Exercise directions: Please repeat the listing exactly, starting at its first line and stopping after the line that contains "and observer settings".

—————

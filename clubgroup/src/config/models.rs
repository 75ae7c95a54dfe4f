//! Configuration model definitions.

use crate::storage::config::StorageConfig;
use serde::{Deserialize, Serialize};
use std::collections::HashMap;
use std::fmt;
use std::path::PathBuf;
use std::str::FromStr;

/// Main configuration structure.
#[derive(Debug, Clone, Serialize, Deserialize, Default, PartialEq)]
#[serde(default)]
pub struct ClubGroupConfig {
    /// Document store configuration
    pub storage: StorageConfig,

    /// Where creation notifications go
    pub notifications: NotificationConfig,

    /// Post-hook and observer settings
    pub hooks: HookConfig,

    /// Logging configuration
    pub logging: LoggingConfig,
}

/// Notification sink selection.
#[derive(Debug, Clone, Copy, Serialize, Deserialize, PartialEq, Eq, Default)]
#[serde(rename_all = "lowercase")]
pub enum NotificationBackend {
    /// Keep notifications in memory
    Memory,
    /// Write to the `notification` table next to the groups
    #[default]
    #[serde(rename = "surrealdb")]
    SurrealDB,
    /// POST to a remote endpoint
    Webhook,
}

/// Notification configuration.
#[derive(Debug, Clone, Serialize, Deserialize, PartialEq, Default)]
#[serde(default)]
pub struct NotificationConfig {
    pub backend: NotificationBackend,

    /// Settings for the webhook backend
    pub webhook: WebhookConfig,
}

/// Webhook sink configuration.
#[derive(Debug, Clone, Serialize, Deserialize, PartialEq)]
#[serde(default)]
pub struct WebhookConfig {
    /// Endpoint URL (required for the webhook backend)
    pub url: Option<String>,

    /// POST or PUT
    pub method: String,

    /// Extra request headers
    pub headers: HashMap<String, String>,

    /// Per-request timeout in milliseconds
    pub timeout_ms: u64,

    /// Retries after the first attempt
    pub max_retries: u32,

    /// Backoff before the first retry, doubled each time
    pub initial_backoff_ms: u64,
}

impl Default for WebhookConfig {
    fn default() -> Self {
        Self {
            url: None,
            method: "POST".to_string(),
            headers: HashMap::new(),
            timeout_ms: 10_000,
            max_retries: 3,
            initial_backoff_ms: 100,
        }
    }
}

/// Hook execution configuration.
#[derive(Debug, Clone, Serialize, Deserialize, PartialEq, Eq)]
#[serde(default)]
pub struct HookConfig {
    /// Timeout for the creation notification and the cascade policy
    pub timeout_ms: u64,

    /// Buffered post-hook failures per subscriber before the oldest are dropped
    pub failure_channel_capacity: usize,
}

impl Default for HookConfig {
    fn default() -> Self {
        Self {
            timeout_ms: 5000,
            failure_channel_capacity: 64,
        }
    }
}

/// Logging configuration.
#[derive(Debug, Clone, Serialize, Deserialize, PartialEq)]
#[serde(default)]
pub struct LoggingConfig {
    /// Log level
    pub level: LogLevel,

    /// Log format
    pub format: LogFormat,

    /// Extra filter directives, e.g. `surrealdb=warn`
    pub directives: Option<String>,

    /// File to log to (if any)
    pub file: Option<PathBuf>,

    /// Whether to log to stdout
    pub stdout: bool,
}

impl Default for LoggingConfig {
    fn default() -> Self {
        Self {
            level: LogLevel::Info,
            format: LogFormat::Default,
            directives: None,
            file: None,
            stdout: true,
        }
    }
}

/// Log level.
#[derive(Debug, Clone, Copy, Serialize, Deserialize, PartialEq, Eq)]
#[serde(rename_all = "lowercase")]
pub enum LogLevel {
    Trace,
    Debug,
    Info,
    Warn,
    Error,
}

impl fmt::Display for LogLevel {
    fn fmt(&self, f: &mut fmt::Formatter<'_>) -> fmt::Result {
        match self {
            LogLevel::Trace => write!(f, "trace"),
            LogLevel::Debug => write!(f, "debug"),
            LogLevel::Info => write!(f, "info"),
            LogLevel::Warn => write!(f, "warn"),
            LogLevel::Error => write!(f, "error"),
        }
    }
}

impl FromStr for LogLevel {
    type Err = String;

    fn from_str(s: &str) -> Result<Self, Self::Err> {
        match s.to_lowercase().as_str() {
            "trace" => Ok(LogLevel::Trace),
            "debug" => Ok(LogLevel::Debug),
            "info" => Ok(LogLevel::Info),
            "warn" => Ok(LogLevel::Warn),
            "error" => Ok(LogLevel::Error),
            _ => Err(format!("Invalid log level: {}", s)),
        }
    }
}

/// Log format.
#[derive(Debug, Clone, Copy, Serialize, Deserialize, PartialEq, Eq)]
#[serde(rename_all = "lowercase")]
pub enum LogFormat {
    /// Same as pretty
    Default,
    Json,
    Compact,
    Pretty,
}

—————

Finished task:
filename clubgroup/src/config/models.rs
repository 75ae7c95a54dfe4f
//! Configuration model definitions.

use crate::storage::config::StorageConfig;
use serde::{Deserialize, Serialize};
use std::collections::HashMap;
use std::fmt;
use std::path::PathBuf;
use std::str::FromStr;

/// Main configuration structure.
#[derive(Debug, Clone, Serialize, Deserialize, Default, PartialEq)]
#[serde(default)]
pub struct ClubGroupConfig {
    /// Document store configuration
    pub storage: StorageConfig,

    /// Where creation notifications go
    pub notifications: NotificationConfig,

    /// Post-hook and observer settings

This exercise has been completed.